4 * 3,9 ohm resistors in series, in series with a 290 ohm potmeter gives me a max current of 150 mA, that will be safe on a 18* DVD laser diode.
Now with everything connected, i can slowly increase the current. First it glows faint, like a led (spontaneous emission), but at 60 mA it start's to become much brighter. This point is the lasing threshold (stimulated emission). I slowly increase the current till max. (The multimeter says 135 mA at that point). 
A bright red glow lites up my room 8) 
I've put a little movie on You Tube where it pops a baloon.

click

On the DVD diode there's a little square shaped window. on my first DVD diode i took it off, because i thougt it had no use (for me). When i took it off i saw there was no glass or something to shield the tiny little "laser grain" from the dirty outside world. I think that it's what killed it after a day. 






Later i found out that the little window seperates the beam of light into 3 apart beams (profiler?).
Because the diode fit's tight in it's housing i didn't take it out, i don't want to break another one and i leave the 'window' on the cavity.
My next step is to add some extra cooling and a collimating lens, and put it in a nice box.


I also tried the IR diode, it works great as well, but i don't have plans with it (because of safety and so forth). 

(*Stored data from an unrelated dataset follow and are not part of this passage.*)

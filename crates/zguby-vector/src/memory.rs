// Copyright (c) 2024-2026 Martin Schröder <info@swedishembedded.com>
//
// SPDX-License-Identifier: Apache-2.0
use std::collections::HashMap;

use async_trait::async_trait;
use tokio::sync::RwLock;
use uuid::Uuid;

use crate::store::order_results;
use crate::{
    check_dim, PointPayload, ScoredPoint, SearchFilter, SearchParams, VectorError, VectorPoint,
    VectorStore,
};

/// Exact-scan in-process vector store.
///
/// Implements the same ordering and filtering contract as the Qdrant driver
/// against a plain map, which makes it the reference implementation the
/// pipeline tests rank against.
#[derive(Default)]
pub struct MemoryStore {
    points: RwLock<HashMap<Uuid, (Vec<f32>, PointPayload)>>,
}

impl MemoryStore {
    pub fn new() -> Self {
        Self::default()
    }

    pub async fn len(&self) -> usize {
        self.points.read().await.len()
    }

    pub async fn is_empty(&self) -> bool {
        self.points.read().await.is_empty()
    }

    fn matches(filter: &SearchFilter, payload: &PointPayload) -> bool {
        if let Some(category) = &filter.category {
            if payload.category != *category {
                return false;
            }
        }
        if let Some(location) = &filter.location {
            let hay = payload.location.to_lowercase();
            if !hay.contains(&location.to_lowercase()) {
                return false;
            }
        }
        true
    }

    fn cosine(a: &[f32], b: &[f32]) -> f32 {
        let dot: f32 = a.iter().zip(b.iter()).map(|(x, y)| x * y).sum();
        let na: f32 = a.iter().map(|x| x * x).sum::<f32>().sqrt();
        let nb: f32 = b.iter().map(|x| x * x).sum::<f32>().sqrt();
        if na <= f32::EPSILON || nb <= f32::EPSILON {
            return 0.0;
        }
        dot / (na * nb)
    }
}

#[async_trait]
impl VectorStore for MemoryStore {
    async fn ensure_collection(&self) -> Result<(), VectorError> {
        Ok(())
    }

    async fn upsert(&self, point: VectorPoint) -> Result<(), VectorError> {
        check_dim(&point.vector)?;
        self.points
            .write()
            .await
            .insert(point.id, (point.vector, point.payload));
        Ok(())
    }

    async fn search(
        &self,
        vector: &[f32],
        params: &SearchParams,
    ) -> Result<Vec<ScoredPoint>, VectorError> {
        check_dim(vector)?;
        let points = self.points.read().await;
        let mut results: Vec<ScoredPoint> = points
            .iter()
            .filter(|(_, (_, payload))| Self::matches(&params.filter, payload))
            .map(|(id, (v, payload))| ScoredPoint {
                id: *id,
                score: Self::cosine(vector, v),
                payload: payload.clone(),
            })
            .filter(|hit| hit.score >= params.score_threshold)
            .collect();
        order_results(&mut results);
        results.truncate(params.limit);
        Ok(results)
    }

    async fn get(&self, id: Uuid) -> Result<Option<VectorPoint>, VectorError> {
        Ok(self.points.read().await.get(&id).map(|(vector, payload)| {
            VectorPoint {
                id,
                vector: vector.clone(),
                payload: payload.clone(),
            }
        }))
    }

    async fn delete(&self, id: Uuid) -> Result<(), VectorError> {
        self.points.write().await.remove(&id);
        Ok(())
    }
}

// ─── Unit tests ──────────────────────────────────────────────────────────────

#[cfg(test)]
mod tests {
    use super::*;
    use zguby_events::EMBEDDING_DIM;

    fn payload(id: Uuid, category: &str, location: &str) -> PointPayload {
        PointPayload {
            item_id: id,
            title: format!("item {id}"),
            description: String::new(),
            category: category.into(),
            location: location.into(),
            image_url: String::new(),
            contact_info: String::new(),
        }
    }

    /// A unit vector leaning towards axis `axis` with a slight common
    /// component, so different points have distinct but comparable scores.
    fn vector(axis: usize) -> Vec<f32> {
        let mut v = vec![0.0; EMBEDDING_DIM];
        v[axis] = 1.0;
        v
    }

    fn point(idx: u128, axis: usize, category: &str, location: &str) -> VectorPoint {
        let id = Uuid::from_u128(idx);
        VectorPoint {
            id,
            vector: vector(axis),
            payload: payload(id, category, location),
        }
    }

    #[tokio::test]
    async fn upsert_replaces_vector_and_payload_together() {
        let store = MemoryStore::new();
        let id = Uuid::from_u128(1);
        store.upsert(point(1, 0, "Klucze", "Centrum")).await.unwrap();
        store.upsert(point(1, 1, "Dokumenty", "Praga")).await.unwrap();
        assert_eq!(store.len().await, 1, "same id must not create a second point");

        let stored = store.get(id).await.unwrap().unwrap();
        assert_eq!(stored.payload.category, "Dokumenty");
        assert!((stored.vector[1] - 1.0).abs() < 1e-6);
    }

    #[tokio::test]
    async fn upsert_rejects_wrong_dimension() {
        let store = MemoryStore::new();
        let id = Uuid::from_u128(2);
        let bad = VectorPoint {
            id,
            vector: vec![0.0; 384],
            payload: payload(id, "Klucze", ""),
        };
        let err = store.upsert(bad).await.unwrap_err();
        assert!(matches!(err, VectorError::Dimension { got: 384, .. }));
        assert!(store.is_empty().await, "rejected vector must not be stored");
    }

    #[tokio::test]
    async fn search_returns_exact_match_first_with_unit_score() {
        let store = MemoryStore::new();
        for i in 0..10u128 {
            store
                .upsert(point(i, i as usize, "Inne", ""))
                .await
                .unwrap();
        }
        let query = vector(3);
        let hits = store
            .search(&query, &SearchParams { score_threshold: 0.0, ..Default::default() })
            .await
            .unwrap();
        assert_eq!(hits[0].id, Uuid::from_u128(3));
        assert!(hits[0].score > 0.99);
    }

    #[tokio::test]
    async fn search_omits_results_below_threshold() {
        let store = MemoryStore::new();
        store.upsert(point(1, 0, "Inne", "")).await.unwrap();
        store.upsert(point(2, 5, "Inne", "")).await.unwrap();
        // Orthogonal point scores 0.0 and must be cut by the 0.75 default.
        let hits = store
            .search(&vector(0), &SearchParams::default())
            .await
            .unwrap();
        assert_eq!(hits.len(), 1);
        assert_eq!(hits[0].id, Uuid::from_u128(1));
    }

    #[tokio::test]
    async fn category_filter_excludes_other_categories() {
        let store = MemoryStore::new();
        store.upsert(point(1, 0, "Klucze", "")).await.unwrap();
        store.upsert(point(2, 0, "Dokumenty", "")).await.unwrap();
        let params = SearchParams {
            score_threshold: 0.0,
            filter: SearchFilter { category: Some("Klucze".into()), location: None },
            ..Default::default()
        };
        let hits = store.search(&vector(0), &params).await.unwrap();
        assert_eq!(hits.len(), 1);
        assert_eq!(hits[0].payload.category, "Klucze");
    }

    #[tokio::test]
    async fn location_filter_is_keyword_containment() {
        let store = MemoryStore::new();
        store
            .upsert(point(1, 0, "Inne", "Dworzec Centralny, hala główna"))
            .await
            .unwrap();
        store.upsert(point(2, 0, "Inne", "Lotnisko")).await.unwrap();
        let params = SearchParams {
            score_threshold: 0.0,
            filter: SearchFilter { category: None, location: Some("centralny".into()) },
            ..Default::default()
        };
        let hits = store.search(&vector(0), &params).await.unwrap();
        assert_eq!(hits.len(), 1);
        assert_eq!(hits[0].id, Uuid::from_u128(1));
    }

    #[tokio::test]
    async fn limit_truncates_ranked_results() {
        let store = MemoryStore::new();
        for i in 0..20u128 {
            store.upsert(point(i, 0, "Inne", "")).await.unwrap();
        }
        let params = SearchParams { limit: 5, score_threshold: 0.0, ..Default::default() };
        let hits = store.search(&vector(0), &params).await.unwrap();
        assert_eq!(hits.len(), 5);
        // All score 1.0; order must be id ascending (stable tie-break).
        let ids: Vec<u128> = hits.iter().map(|h| h.id.as_u128()).collect();
        assert_eq!(ids, vec![0, 1, 2, 3, 4]);
    }

    #[tokio::test]
    async fn delete_removes_the_point() {
        let store = MemoryStore::new();
        store.upsert(point(1, 0, "Inne", "")).await.unwrap();
        store.delete(Uuid::from_u128(1)).await.unwrap();
        assert!(store.get(Uuid::from_u128(1)).await.unwrap().is_none());
    }

    #[tokio::test]
    async fn search_rejects_wrong_dimension_query() {
        let store = MemoryStore::new();
        let err = store
            .search(&vec![0.0; 100], &SearchParams::default())
            .await
            .unwrap_err();
        assert!(matches!(err, VectorError::Dimension { got: 100, .. }));
    }
}
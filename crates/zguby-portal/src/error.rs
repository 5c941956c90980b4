// Copyright (c) 2024-2026 Martin Schröder <info@swedishembedded.com>
//
// SPDX-License-Identifier: Apache-2.0
use thiserror::Error;

#[derive(Debug, Error)]
pub enum PortalError {
    /// 401 that survived one token refresh. Treated as transient: the
    /// account may be mid-rotation on the portal side.
    #[error("portal authentication failed: {0}")]
    Auth(String),

    /// Non-auth 4xx: the portal understood the request and said no.
    /// Permanent for this message.
    #[error("portal rejected the request with status {status}: {body}")]
    Rejected { status: u16, body: String },

    /// 5xx from the portal; retryable.
    #[error("portal server error {status}")]
    Server { status: u16 },

    /// Network-level failure or timeout; retryable.
    #[error("portal unreachable: {0}")]
    Unavailable(String),

    /// The portal answered 2xx with a body we could not interpret.
    #[error("unparseable portal response: {0}")]
    Response(String),
}

impl PortalError {
    /// Whether retrying later could plausibly succeed.
    pub fn is_transient(&self) -> bool {
        matches!(
            self,
            PortalError::Auth(_) | PortalError::Server { .. } | PortalError::Unavailable(_)
        )
    }
}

Lasing threshold of that one is 40 mA. It was easy to find that out with my Apple iSight cam.
At 130 mA it burns through black plastic, and at 150mA (on 2 1,5 volt IKEA Alkalines), it stings your skin in seconds. I let it on for minutes and it didn't became very warm. Maybe it's possible to use it with an even higher current, but because it's invisible and not as 'safe' as the visible red diode, i don't have use for it yet.

update:

Here is a little (but boring) video from the infrared CD diode. At 160mA i was able to light a match in 1 or 2 seconds, with a little collimating lens. I sacrificed it for the laser hobbyists community and turn the current higher, it dies after a few minutes on 190 ma so stay at about 160 ma if you have this diode too.

movie

The red laser diode works perfectly well, ive put it in a metal frame that i've made from scratch, with a collimating lens. Running on a 3.7 v Li-ion Olympus camera battery, in series a silicium diode to lower the voltage to 3 volts, and that in series with a potmeter and 4 * 3.9 ohm resistors in parallel.


----------



## liveforphysics (Jan 19, 2007)

: Double Post : Damn server lag!


----------



## liveforphysics (Jan 19, 2007)

Thanks for the exellent info Mawii! This drive was a Liteon brand 18x DVD burner. I agree that it is likely a re-label of the same drive that you used. I would love to have the spec sheets for the laser diode if you have them. Thanks.


Later on yesterday I lit the diodes and did indeed find the one that I guessed to be the DVD module to be the DVD module. I discovered polarity from looking into the packageing and observing which pins had little hair wires going to the respective places. This also confirmed that the output monitering pin is not connected to anything. Well, from a totally divergent fairly random beam being underdriven, I was able to burn the ink off paper at a very rapid rate, like +1"/second. If I paused anywhere on the paper it imeadiately burned clear through leaving a jagged edge with lots of ash. Just for giggles I cut a heart out in paper with the laser and gave it to my girlfriend before work this morning .

I'm now just waiting for those Axiz laser modules with glass optics and variable lens focus points to arive to turn this fan of light into a tight beam of light. 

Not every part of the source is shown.